Hausaufgabe: Mord
Aktualisiert

Hausaufgabe: Mord

In Neuseeland hat eine Schule für Aufregung gesorgt: Die Schüler hätten sich einen fiktiven Mord überlegen sollen. Ziel der Hausübung sei es gewesen, die Kinder zum Nachdenken anzuregen.
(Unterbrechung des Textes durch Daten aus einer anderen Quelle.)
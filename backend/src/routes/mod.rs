//! Route definitions for the StockMaster API

use axum::{
    middleware,
    routing::{get, post},
    Router,
};

use crate::{handlers, middleware::auth_middleware, AppState};

/// Create API routes
pub fn api_routes() -> Router<AppState> {
    Router::new()
        // Health check (public)
        .route("/health", get(handlers::health_check))
        // Auth routes (login public, session bootstrap protected)
        .nest("/auth", auth_routes())
        // Protected routes - reference data
        .nest("/catalog", catalog_routes())
        // Protected routes - stock entry capture
        .nest("/entries", entry_routes())
        // Protected routes - admin dashboard
        .nest("/dashboard", dashboard_routes())
        // Protected routes - financial pivot report
        .nest("/reports", report_routes())
}

/// Authentication routes
fn auth_routes() -> Router<AppState> {
    Router::new()
        .route("/login", post(handlers::login))
        .merge(
            Router::new()
                .route("/me", get(handlers::current_session))
                .route_layer(middleware::from_fn(auth_middleware)),
        )
}

/// Reference data routes (protected)
fn catalog_routes() -> Router<AppState> {
    Router::new()
        .route("/outlets", get(handlers::list_outlets))
        .route("/products", get(handlers::list_products))
        .route_layer(middleware::from_fn(auth_middleware))
}

/// Stock entry routes (protected)
fn entry_routes() -> Router<AppState> {
    Router::new()
        .route("/", get(handlers::list_entries).post(handlers::submit_entries))
        .route("/preview", post(handlers::preview_drafts))
        .route_layer(middleware::from_fn(auth_middleware))
}

/// Admin dashboard routes (protected)
fn dashboard_routes() -> Router<AppState> {
    Router::new()
        .route("/", get(handlers::get_dashboard))
        .route_layer(middleware::from_fn(auth_middleware))
}

/// Report routes (protected)
fn report_routes() -> Router<AppState> {
    Router::new()
        .route("/pivot", get(handlers::get_pivot_report))
        .route("/export", post(handlers::export_report))
        .route_layer(middleware::from_fn(auth_middleware))
}
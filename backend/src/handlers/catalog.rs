//! Reference data handlers

use axum::{extract::State, Json};

use shared::models::{BrandGroup, Outlet};

use crate::AppState;

/// List outlets (the report filter options)
pub async fn list_outlets(State(state): State<AppState>) -> Json<Vec<Outlet>> {
    Json(state.catalog.outlets().to_vec())
}

/// List products grouped by brand, catalog declaration order throughout
pub async fn list_products(State(state): State<AppState>) -> Json<Vec<BrandGroup>> {
    Json(state.catalog.products_by_brand())
}
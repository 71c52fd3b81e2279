//! Stock entry models and metrics enrichment

use chrono::{DateTime, NaiveDate, Utc};
use rust_decimal::Decimal;
use serde::{Deserialize, Serialize};
use thiserror::Error;

use super::{Outlet, Product};

/// One recorded stock intake: a quantity of one product received at one
/// outlet on one date, with the total purchase cost paid for it.
///
/// Entries are append-only; `created_at` is informational and takes no part
/// in any business computation.
#[derive(Debug, Clone, PartialEq, Serialize, Deserialize)]
pub struct StockEntry {
    pub id: String,
    pub outlet_id: String,
    pub product_id: String,
    pub quantity: Decimal,
    /// Total cost amount for the quantity entered, not a per-unit price
    pub amount: Decimal,
    pub entry_date: NaiveDate,
    pub entered_by: String,
    pub created_at: DateTime<Utc>,
}

/// A stock entry joined with its catalog context and derived financials.
///
/// Computed on demand from the entry and the catalogs; never stored.
#[derive(Debug, Clone, PartialEq, Serialize, Deserialize)]
pub struct EnrichedStockEntry {
    #[serde(flatten)]
    pub entry: StockEntry,
    pub product_name: String,
    pub brand: String,
    pub outlet_name: String,
    pub mrp: Decimal,
    pub revenue: Decimal,
    pub profit: Decimal,
    pub margin: Decimal,
    pub margin_per_bottle: Decimal,
}

/// A stock entry referencing a product or outlet missing from the catalogs
#[derive(Debug, Error, PartialEq, Eq)]
pub enum ReferenceError {
    #[error("stock entry references unknown product id `{0}`")]
    UnknownProduct(String),
    #[error("stock entry references unknown outlet id `{0}`")]
    UnknownOutlet(String),
}

/// Derive the financial metrics for a stock entry.
///
/// - `revenue = mrp × quantity`
/// - `profit = revenue − amount` (negative on a loss)
/// - `margin = profit / revenue × 100`, or `0` when revenue is zero
/// - `margin_per_bottle = profit / quantity`, or `0` when quantity is zero
///
/// Pure and deterministic; fails only when the entry references a product or
/// outlet missing from the catalogs.
pub fn enrich_entry(
    entry: &StockEntry,
    products: &[Product],
    outlets: &[Outlet],
) -> Result<EnrichedStockEntry, ReferenceError> {
    let product = products
        .iter()
        .find(|p| p.id == entry.product_id)
        .ok_or_else(|| ReferenceError::UnknownProduct(entry.product_id.clone()))?;
    let outlet = outlets
        .iter()
        .find(|o| o.id == entry.outlet_id)
        .ok_or_else(|| ReferenceError::UnknownOutlet(entry.outlet_id.clone()))?;

    let revenue = product.mrp * entry.quantity;
    let profit = revenue - entry.amount;
    let margin = if revenue > Decimal::ZERO {
        profit / revenue * Decimal::from(100)
    } else {
        Decimal::ZERO
    };
    let margin_per_bottle = if entry.quantity > Decimal::ZERO {
        profit / entry.quantity
    } else {
        Decimal::ZERO
    };

    Ok(EnrichedStockEntry {
        entry: entry.clone(),
        product_name: product.name.clone(),
        brand: product.brand.clone(),
        outlet_name: outlet.name.clone(),
        mrp: product.mrp,
        revenue,
        profit,
        margin,
        margin_per_bottle,
    })
}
Die Schüler hätten sich überlegen sollen, wie sie einen Menschen umbringen und anschliessend die Leiche beseitigen würden, berichtete die Zeitung «New Zealand Herald». Die Schule habe sich inzwischen für die fragwürdige Aufgabe entschuldigt, hiess es in dem Zeitungsbericht weiter. Der entsprechende Lehrer habe ein «miserables Urteilsvermögen» an den Tag gelegt, sagte der Leiter des Howick College in Auckland, Bill Dimery.

Ziel der ungewöhnlichen Aufgabe sei es gewesen, die Schüler zum Lesen der Kurzgeschichte «Lamb to the Slaughter» («Lammkeule») von Roald Dahl zu animieren. Diese beschreibt, wie eine Frau ihren Ehegatten mit einer gefrorenen Lammkeule ermordet und diese dann dem ermittelnden Polizisten serviert.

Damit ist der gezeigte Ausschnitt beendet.